▶ Prompt:
Reproduce the data exactly.

[Record set Boundary: Start]

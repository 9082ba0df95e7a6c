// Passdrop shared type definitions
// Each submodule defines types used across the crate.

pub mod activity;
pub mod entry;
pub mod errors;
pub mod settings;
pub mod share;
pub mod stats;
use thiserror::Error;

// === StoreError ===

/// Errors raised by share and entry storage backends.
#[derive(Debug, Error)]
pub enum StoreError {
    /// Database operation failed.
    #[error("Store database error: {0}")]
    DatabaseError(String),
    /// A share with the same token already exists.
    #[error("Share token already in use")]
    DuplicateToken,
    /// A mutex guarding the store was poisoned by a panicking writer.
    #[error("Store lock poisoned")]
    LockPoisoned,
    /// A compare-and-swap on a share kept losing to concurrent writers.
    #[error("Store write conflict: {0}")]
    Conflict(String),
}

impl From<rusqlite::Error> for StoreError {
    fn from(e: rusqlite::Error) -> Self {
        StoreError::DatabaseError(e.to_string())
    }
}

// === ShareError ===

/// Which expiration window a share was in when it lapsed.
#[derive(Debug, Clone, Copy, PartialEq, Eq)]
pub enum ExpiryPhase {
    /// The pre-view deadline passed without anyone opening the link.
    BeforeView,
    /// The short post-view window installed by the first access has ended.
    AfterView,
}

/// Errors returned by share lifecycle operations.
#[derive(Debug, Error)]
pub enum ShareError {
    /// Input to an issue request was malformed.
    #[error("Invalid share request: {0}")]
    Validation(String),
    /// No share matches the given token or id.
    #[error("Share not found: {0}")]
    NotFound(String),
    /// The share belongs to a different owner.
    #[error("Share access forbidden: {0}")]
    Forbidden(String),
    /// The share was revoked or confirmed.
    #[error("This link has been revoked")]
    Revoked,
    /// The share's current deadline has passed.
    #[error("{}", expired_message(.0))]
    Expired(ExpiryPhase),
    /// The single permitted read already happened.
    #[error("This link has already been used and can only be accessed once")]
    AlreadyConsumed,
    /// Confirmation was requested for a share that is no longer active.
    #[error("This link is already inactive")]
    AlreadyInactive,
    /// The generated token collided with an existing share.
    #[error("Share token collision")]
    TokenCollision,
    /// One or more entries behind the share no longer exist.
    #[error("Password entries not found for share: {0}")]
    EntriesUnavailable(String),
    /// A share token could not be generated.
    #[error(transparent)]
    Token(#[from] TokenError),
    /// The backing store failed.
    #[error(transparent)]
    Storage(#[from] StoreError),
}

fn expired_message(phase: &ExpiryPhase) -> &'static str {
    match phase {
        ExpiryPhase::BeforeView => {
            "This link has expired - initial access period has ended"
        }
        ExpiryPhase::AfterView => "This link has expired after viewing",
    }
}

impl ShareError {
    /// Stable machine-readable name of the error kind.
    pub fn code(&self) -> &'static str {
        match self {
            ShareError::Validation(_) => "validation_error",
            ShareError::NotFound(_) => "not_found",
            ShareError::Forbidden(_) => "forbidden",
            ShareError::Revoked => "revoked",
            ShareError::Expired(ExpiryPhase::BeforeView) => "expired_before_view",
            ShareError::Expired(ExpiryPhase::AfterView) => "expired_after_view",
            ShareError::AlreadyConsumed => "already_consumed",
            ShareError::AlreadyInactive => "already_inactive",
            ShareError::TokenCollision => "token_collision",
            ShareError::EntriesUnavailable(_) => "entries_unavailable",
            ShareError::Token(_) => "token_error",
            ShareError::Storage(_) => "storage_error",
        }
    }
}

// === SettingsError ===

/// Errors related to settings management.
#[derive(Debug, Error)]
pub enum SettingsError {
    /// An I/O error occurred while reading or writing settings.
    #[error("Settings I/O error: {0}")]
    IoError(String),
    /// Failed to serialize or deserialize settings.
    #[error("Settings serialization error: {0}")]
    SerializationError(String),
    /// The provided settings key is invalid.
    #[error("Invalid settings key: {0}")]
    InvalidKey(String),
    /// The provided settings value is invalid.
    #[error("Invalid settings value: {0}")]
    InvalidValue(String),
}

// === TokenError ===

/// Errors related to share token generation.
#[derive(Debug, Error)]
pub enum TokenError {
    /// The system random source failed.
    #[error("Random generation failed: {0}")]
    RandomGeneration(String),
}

[Record set Boundary: End]

▶ Result below:
repository 9082ba0df95e7a6c
// Passdrop shared type definitions
// Each submodule defines types used across the crate.

pub mod activity;
pub mod entry;
pub mod errors;
pub mod settings;
pub mod share;
pub mod stats;
use thiserror::Error;

// === StoreError ===

/// Errors raised by share and entry storage backends.
#[derive(Debug, Error)]
pub enum StoreError {
    /// Database operation failed.
    #[error("Store database error: {0}")]
    DatabaseError(String),
    /// A share with the same token already exists.
    #[error("Share token already in use")]
    DuplicateToken,
    /// A mutex guarding the store was poisoned by a panicking writer.
    #[error("Store lock poisoned")]
    LockPoisoned,
    /// A compare-and-swap on a share kept losing to concurrent writers.
    #[error("Store write conflict: {0}")]
    Conflict(String),
}

impl From<rusqlite::Error> for StoreError {
    fn from(e: rusqlite::Error) -> Self {
        StoreError::DatabaseError(e.to_string())
    }
}

// === ShareError ===

/// Which expiration window a share was in when it lapsed.
#[derive(Debug, Clone, Copy, PartialEq, Eq)]
pub enum ExpiryPhase {
    /// The pre-view deadline passed without anyone opening the link.
    BeforeView,
    /// The short post-view window installed by the first access has ended.
    AfterView,
}

/// Errors returned by share lifecycle operations.
#[derive(Debug, Error)]
pub enum ShareError {
    /// Input to an issue request was malformed.
    #[error("Invalid share request: {0}")]
    Validation(String),
    /// No share matches the given token or id.
    #[error("Share not found: {0}")]
    NotFound(String),
    /// The share belongs to a different owner.
    #[error("Share access forbidden: {0}")]
    Forbidden(String),
    /// The share was revoked or confirmed.
    #[error("This link has been revoked")]
    Revoked,
    /// The share's current deadline has passed.
    #[error("{}", expired_message(.0))]
    Expired(ExpiryPhase),
    /// The single permitted read already happened.
    #[error("This link has already been used and can only be accessed once")]
    AlreadyConsumed,
    /// Confirmation was requested for a share that is no longer active.
    #[error("This link is already inactive")]
    AlreadyInactive,
    /// The generated token collided with an existing share.
    #[error("Share token collision")]
    TokenCollision,
    /// One or more entries behind the share no longer exist.
    #[error("Password entries not found for share: {0}")]
    EntriesUnavailable(String),
    /// A share token could not be generated.
    #[error(transparent)]
    Token(#[from] TokenError),
    /// The backing store failed.
    #[error(transparent)]
    Storage(#[from] StoreError),
}

fn expired_message(phase: &ExpiryPhase) -> &'static str {
    match phase {
        ExpiryPhase::BeforeView => {
            "This link has expired - initial access period has ended"
        }
        ExpiryPhase::AfterView => "This link has expired after viewing",
    }
}

impl ShareError {
    /// Stable machine-readable name of the error kind.
    pub fn code(&self) -> &'static str {
        match self {
            ShareError::Validation(_) => "validation_error",
            ShareError::NotFound(_) => "not_found",
            ShareError::Forbidden(_) => "forbidden",
            ShareError::Revoked => "revoked",
            ShareError::Expired(ExpiryPhase::BeforeView) => "expired_before_view",
            ShareError::Expired(ExpiryPhase::AfterView) => "expired_after_view",
            ShareError::AlreadyConsumed => "already_consumed",
            ShareError::AlreadyInactive => "already_inactive",
            ShareError::TokenCollision => "token_collision",
            ShareError::EntriesUnavailable(_) => "entries_unavailable",
            ShareError::Token(_) => "token_error",
            ShareError::Storage(_) => "storage_error",
        }
    }
}

// === SettingsError ===

/// Errors related to settings management.
#[derive(Debug, Error)]
pub enum SettingsError {
    /// An I/O error occurred while reading or writing settings.
    #[error("Settings I/O error: {0}")]
    IoError(String),
    /// Failed to serialize or deserialize settings.
    #[error("Settings serialization error: {0}")]
    SerializationError(String),
    /// The provided settings key is invalid.
    #[error("Invalid settings key: {0}")]
    InvalidKey(String),
    /// The provided settings value is invalid.
    #[error("Invalid settings value: {0}")]
    InvalidValue(String),
}

// === TokenError ===

/// Errors related to share token generation.
#[derive(Debug, Error)]
pub enum TokenError {
    /// The system random source failed.
    #[error("Random generation failed: {0}")]
    RandomGeneration(String),
}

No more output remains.